(Stored data entries)
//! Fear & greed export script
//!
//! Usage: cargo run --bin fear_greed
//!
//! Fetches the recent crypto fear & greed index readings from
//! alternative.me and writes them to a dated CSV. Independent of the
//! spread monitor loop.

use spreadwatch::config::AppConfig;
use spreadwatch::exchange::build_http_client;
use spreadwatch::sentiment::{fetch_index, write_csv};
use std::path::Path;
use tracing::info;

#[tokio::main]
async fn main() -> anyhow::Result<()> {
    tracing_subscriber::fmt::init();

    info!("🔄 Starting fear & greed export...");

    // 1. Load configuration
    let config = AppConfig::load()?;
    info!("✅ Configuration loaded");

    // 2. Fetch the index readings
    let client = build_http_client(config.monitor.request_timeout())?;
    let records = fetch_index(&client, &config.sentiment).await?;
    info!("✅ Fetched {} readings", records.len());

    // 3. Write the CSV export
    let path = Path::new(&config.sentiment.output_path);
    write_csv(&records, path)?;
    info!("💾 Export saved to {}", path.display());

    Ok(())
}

==

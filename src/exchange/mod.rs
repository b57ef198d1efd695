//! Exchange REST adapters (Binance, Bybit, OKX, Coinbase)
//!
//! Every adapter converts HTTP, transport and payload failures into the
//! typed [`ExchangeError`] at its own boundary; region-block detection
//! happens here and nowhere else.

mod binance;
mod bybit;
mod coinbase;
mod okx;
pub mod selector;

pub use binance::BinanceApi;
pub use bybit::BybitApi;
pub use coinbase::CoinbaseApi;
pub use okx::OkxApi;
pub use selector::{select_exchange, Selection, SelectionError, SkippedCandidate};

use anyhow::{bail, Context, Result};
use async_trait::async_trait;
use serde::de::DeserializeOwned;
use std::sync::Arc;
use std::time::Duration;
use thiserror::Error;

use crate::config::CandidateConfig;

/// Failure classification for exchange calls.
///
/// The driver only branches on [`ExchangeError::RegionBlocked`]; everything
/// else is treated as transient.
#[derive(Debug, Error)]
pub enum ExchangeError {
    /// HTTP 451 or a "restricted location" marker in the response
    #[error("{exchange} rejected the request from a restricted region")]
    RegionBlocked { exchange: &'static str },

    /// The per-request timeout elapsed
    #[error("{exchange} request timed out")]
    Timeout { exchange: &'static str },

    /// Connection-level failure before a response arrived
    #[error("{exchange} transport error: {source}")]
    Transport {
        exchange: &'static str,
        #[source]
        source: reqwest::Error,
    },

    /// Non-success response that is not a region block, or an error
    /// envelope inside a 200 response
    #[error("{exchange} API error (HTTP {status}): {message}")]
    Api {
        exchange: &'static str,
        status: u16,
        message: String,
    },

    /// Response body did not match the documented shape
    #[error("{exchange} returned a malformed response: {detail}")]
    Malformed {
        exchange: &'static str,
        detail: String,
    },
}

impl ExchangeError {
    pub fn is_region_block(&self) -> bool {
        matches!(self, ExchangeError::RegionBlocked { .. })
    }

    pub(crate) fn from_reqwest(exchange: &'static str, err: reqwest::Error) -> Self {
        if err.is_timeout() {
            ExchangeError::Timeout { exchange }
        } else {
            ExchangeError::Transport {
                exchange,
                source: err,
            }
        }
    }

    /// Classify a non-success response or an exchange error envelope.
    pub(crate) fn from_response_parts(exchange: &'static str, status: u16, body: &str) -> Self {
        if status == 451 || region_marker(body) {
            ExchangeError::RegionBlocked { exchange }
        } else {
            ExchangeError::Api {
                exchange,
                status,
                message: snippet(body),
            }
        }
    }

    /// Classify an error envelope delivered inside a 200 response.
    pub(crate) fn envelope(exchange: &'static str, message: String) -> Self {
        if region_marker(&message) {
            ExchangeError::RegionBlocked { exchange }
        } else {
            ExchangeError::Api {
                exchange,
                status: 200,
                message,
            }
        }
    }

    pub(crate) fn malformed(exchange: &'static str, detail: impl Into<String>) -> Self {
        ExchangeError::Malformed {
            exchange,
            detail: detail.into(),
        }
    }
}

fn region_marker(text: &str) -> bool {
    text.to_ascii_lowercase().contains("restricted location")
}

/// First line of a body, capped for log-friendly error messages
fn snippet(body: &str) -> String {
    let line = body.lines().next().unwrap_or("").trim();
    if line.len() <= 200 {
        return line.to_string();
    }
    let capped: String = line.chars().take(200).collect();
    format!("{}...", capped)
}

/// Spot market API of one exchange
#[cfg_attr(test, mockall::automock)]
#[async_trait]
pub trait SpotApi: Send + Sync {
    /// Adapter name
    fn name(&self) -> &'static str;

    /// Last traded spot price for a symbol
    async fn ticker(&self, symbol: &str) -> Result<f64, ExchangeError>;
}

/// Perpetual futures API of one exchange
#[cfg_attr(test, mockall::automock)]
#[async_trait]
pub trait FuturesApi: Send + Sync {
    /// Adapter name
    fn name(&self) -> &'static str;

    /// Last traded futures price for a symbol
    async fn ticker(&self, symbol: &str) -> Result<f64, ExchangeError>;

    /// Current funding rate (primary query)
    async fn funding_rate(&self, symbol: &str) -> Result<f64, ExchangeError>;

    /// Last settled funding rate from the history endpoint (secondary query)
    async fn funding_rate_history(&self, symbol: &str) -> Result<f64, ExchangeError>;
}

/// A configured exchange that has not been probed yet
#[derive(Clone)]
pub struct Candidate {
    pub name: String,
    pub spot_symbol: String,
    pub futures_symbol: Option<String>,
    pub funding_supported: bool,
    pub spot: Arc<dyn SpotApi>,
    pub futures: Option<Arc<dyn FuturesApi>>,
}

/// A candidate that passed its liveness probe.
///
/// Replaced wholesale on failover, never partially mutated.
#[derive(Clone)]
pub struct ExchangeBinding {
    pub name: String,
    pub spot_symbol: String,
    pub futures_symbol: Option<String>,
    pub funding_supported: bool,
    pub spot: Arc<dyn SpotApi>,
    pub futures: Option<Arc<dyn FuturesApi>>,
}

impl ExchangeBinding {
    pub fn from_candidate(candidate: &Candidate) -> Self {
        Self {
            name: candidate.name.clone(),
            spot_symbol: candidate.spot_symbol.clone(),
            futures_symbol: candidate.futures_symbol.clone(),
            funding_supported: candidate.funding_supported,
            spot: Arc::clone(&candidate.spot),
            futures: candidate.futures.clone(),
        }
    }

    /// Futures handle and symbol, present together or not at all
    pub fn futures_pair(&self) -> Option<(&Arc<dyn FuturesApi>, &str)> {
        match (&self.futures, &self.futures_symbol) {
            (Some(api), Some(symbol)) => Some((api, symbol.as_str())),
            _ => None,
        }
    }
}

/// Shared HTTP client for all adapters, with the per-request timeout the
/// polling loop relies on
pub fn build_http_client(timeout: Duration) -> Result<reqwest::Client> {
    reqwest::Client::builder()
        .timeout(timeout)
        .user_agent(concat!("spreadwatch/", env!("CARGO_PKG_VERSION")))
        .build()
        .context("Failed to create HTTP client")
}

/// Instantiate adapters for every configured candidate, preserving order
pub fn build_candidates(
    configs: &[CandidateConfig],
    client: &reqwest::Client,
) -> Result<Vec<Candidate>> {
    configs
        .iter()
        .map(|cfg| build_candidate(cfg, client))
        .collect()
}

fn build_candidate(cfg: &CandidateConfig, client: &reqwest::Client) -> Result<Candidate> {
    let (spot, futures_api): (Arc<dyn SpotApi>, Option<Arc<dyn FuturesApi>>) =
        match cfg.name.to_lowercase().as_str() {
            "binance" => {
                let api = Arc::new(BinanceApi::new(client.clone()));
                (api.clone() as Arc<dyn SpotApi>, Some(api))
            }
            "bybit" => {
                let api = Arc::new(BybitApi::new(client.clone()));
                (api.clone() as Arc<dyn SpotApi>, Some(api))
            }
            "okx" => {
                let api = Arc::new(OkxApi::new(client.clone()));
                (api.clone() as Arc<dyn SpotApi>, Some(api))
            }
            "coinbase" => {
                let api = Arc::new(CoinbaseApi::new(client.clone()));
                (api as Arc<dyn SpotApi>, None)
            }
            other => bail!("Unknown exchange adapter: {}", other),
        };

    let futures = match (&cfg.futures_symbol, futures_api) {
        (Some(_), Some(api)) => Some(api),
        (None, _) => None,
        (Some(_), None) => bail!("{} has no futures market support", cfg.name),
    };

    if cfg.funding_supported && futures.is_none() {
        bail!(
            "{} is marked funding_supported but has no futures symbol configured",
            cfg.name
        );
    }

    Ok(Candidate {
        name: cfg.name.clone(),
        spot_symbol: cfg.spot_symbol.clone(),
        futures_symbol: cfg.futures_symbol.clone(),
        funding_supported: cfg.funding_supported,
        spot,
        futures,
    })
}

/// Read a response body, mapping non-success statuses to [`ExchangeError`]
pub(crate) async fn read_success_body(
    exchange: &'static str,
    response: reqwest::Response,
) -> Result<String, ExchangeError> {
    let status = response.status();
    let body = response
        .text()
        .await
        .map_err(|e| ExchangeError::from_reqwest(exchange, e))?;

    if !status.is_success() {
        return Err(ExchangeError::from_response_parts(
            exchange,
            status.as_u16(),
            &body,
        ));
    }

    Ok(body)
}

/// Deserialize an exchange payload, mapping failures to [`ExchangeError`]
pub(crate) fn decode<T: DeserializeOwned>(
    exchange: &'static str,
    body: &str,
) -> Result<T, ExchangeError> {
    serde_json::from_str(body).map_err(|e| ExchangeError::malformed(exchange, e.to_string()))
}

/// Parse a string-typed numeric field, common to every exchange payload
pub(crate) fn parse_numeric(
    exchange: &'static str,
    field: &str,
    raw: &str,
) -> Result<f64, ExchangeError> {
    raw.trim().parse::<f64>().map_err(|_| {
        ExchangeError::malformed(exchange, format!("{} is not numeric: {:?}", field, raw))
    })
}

→ **What is required**: Give the number of lines above containing the word "BinanceApi", with no other text.

→ **Task result**: 2